# DATA SECTION
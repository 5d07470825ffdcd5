//! Interface to the PassThru device a simulation is replayed on.

pub mod error;
mod mock;

use std::time::Duration;

use crate::passthru::{ConnectFlags, Filter, Message, ProtocolId};

pub use error::Error;
pub use mock::{MockTransport, OpenedChannel};

/// Blocking PassThru device interface. The player drives it from its own thread, one call at a time.
pub trait PassThruTransport: Send {
    fn open_device(&mut self, timeout: Duration) -> Result<(), Error>;
    fn close_device(&mut self) -> Result<(), Error>;

    /// Opens a channel and returns its handle.
    fn open_channel(&mut self, protocol: ProtocolId, flags: ConnectFlags, baud_rate: u32) -> Result<u32, Error>;
    fn close_channel(&mut self, handle: u32) -> Result<(), Error>;

    /// Starts a filter on an open channel and returns the filter handle.
    fn start_filter(&mut self, handle: u32, filter: &Filter) -> Result<u32, Error>;

    /// Reads up to `max_count` messages. Returns [`Error::Timeout`] if nothing arrived within `timeout`.
    fn read_messages(&mut self, handle: u32, max_count: usize, timeout: Duration) -> Result<Vec<Message>, Error>;

    /// Writes messages and returns how many were sent.
    fn write_messages(&mut self, handle: u32, messages: &[Message], timeout: Duration) -> Result<usize, Error>;
}
use log::info;

/// Depth calculates minimum, maximum, average and percentile of leaf-node
/// depths in the [`OrderedTree`](crate::OrderedTree). Root sits at depth 1.
#[derive(Clone, Debug, Default)]
pub struct Depth {
    samples: usize,
    min: usize,
    max: usize,
    total: usize,
    depths: Vec<u64>, // histogram, indexed by depth
}

impl Depth {
    pub(crate) fn new() -> Depth {
        Default::default()
    }

    pub(crate) fn sample(&mut self, depth: usize) {
        self.samples += 1;
        self.total += depth;
        if self.min == 0 || depth < self.min {
            self.min = depth
        }
        if depth > self.max {
            self.max = depth
        }
        if self.depths.len() <= depth {
            self.depths.resize(depth + 1, 0);
        }
        self.depths[depth] += 1;
    }

    /// Return number of leaf-nodes sampled.
    pub fn samples(&self) -> usize {
        self.samples
    }

    /// Return minimum depth of a leaf-node.
    pub fn min(&self) -> usize {
        self.min
    }

    /// Return maximum depth of a leaf-node, same as tree height.
    pub fn max(&self) -> usize {
        self.max
    }

    /// Return the average depth of leaf-nodes.
    pub fn mean(&self) -> usize {
        if self.samples == 0 {
            0
        } else {
            self.total / self.samples
        }
    }

    /// Return depth as tuple of percentiles, each tuple provides
    /// (percentile, depth). Returned percentiles from 50 and above.
    pub fn percentiles(&self) -> Vec<(u8, usize)> {
        let mut percentiles: Vec<(u8, usize)> = vec![];
        let (mut acc, mut prev_perc) = (0_u64, 50_u8);
        let iter = self.depths.iter().enumerate().filter(|(_, &n)| n > 0);
        for (depth, samples) in iter {
            acc += *samples;
            let perc = ((acc as f64 / self.samples as f64) * 100_f64) as u8;
            if perc >= prev_perc {
                percentiles.push((perc, depth));
                prev_perc = perc;
            }
        }
        percentiles
    }

    /// Log depth statistics in human readable format.
    pub fn log(&self, prefix: &str) {
        info!(
            "{}depth (min, avg, max): {:?}",
            prefix,
            (self.min, self.mean(), self.max)
        );
        for (perc, depth) in self.percentiles().into_iter() {
            info!("{}  {} percentile = {}", prefix, perc, depth);
        }
    }
}

#[cfg(test)]
mod test {
    use super::Depth;

    #[test]
    fn test_depth_sample() {
        let mut depth = Depth::new();
        assert_eq!(depth.mean(), 0);
        assert!(depth.percentiles().is_empty());

        for d in [3, 3, 4, 4, 4, 5].iter() {
            depth.sample(*d);
        }
        assert_eq!(depth.samples(), 6);
        assert_eq!(depth.min(), 3);
        assert_eq!(depth.max(), 5);
        assert_eq!(depth.mean(), 3);
        assert_eq!(depth.percentiles(), vec![(83, 4), (100, 5)]);
        depth.log("test ");
    }
}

# ABOUT THIS EXERCISE
The reply should consist of the full listing, copied exactly.

# TASK SOLUTION
repository 5d07470825ffdcd5
//! Interface to the PassThru device a simulation is replayed on.

pub mod error;
mod mock;

use std::time::Duration;

use crate::passthru::{ConnectFlags, Filter, Message, ProtocolId};

pub use error::Error;
pub use mock::{MockTransport, OpenedChannel};

/// Blocking PassThru device interface. The player drives it from its own thread, one call at a time.
pub trait PassThruTransport: Send {
    fn open_device(&mut self, timeout: Duration) -> Result<(), Error>;
    fn close_device(&mut self) -> Result<(), Error>;

    /// Opens a channel and returns its handle.
    fn open_channel(&mut self, protocol: ProtocolId, flags: ConnectFlags, baud_rate: u32) -> Result<u32, Error>;
    fn close_channel(&mut self, handle: u32) -> Result<(), Error>;

    /// Starts a filter on an open channel and returns the filter handle.
    fn start_filter(&mut self, handle: u32, filter: &Filter) -> Result<u32, Error>;

    /// Reads up to `max_count` messages. Returns [`Error::Timeout`] if nothing arrived within `timeout`.
    fn read_messages(&mut self, handle: u32, max_count: usize, timeout: Duration) -> Result<Vec<Message>, Error>;

    /// Writes messages and returns how many were sent.
    fn write_messages(&mut self, handle: u32, messages: &[Message], timeout: Duration) -> Result<usize, Error>;
}
use log::info;

/// Depth calculates minimum, maximum, average and percentile of leaf-node
/// depths in the [`OrderedTree`](crate::OrderedTree). Root sits at depth 1.
#[derive(Clone, Debug, Default)]
pub struct Depth {
    samples: usize,
    min: usize,
    max: usize,
    total: usize,
    depths: Vec<u64>, // histogram, indexed by depth
}

impl Depth {
    pub(crate) fn new() -> Depth {
        Default::default()
    }

    pub(crate) fn sample(&mut self, depth: usize) {
        self.samples += 1;
        self.total += depth;
        if self.min == 0 || depth < self.min {
            self.min = depth
        }
        if depth > self.max {
            self.max = depth
        }
        if self.depths.len() <= depth {
            self.depths.resize(depth + 1, 0);
        }
        self.depths[depth] += 1;
    }

    /// Return number of leaf-nodes sampled.
    pub fn samples(&self) -> usize {
        self.samples
    }

    /// Return minimum depth of a leaf-node.
    pub fn min(&self) -> usize {
        self.min
    }

    /// Return maximum depth of a leaf-node, same as tree height.
    pub fn max(&self) -> usize {
        self.max
    }

    /// Return the average depth of leaf-nodes.
    pub fn mean(&self) -> usize {
        if self.samples == 0 {
            0
        } else {
            self.total / self.samples
        }
    }

    /// Return depth as tuple of percentiles, each tuple provides
    /// (percentile, depth). Returned percentiles from 50 and above.
    pub fn percentiles(&self) -> Vec<(u8, usize)> {
        let mut percentiles: Vec<(u8, usize)> = vec![];
        let (mut acc, mut prev_perc) = (0_u64, 50_u8);
        let iter = self.depths.iter().enumerate().filter(|(_, &n)| n > 0);
        for (depth, samples) in iter {
            acc += *samples;
            let perc = ((acc as f64 / self.samples as f64) * 100_f64) as u8;
            if perc >= prev_perc {
                percentiles.push((perc, depth));
                prev_perc = perc;
            }
        }
        percentiles
    }

    /// Log depth statistics in human readable format.
    pub fn log(&self, prefix: &str) {
        info!(
            "{}depth (min, avg, max): {:?}",
            prefix,
            (self.min, self.mean(), self.max)
        );
        for (perc, depth) in self.percentiles().into_iter() {
            info!("{}  {} percentile = {}", prefix, perc, depth);
        }
    }
}

#[cfg(test)]
mod test {
    use super::Depth;

    #[test]
    fn test_depth_sample() {
        let mut depth = Depth::new();
        assert_eq!(depth.mean(), 0);
        assert!(depth.percentiles().is_empty());

        for d in [3, 3, 4, 4, 4, 5].iter() {
            depth.sample(*d);
        }
        assert_eq!(depth.samples(), 6);
        assert_eq!(depth.min(), 3);
        assert_eq!(depth.max(), 5);
        assert_eq!(depth.mean(), 3);
        assert_eq!(depth.percentiles(), vec![(83, 4), (100, 5)]);
        depth.log("test ");
    }
}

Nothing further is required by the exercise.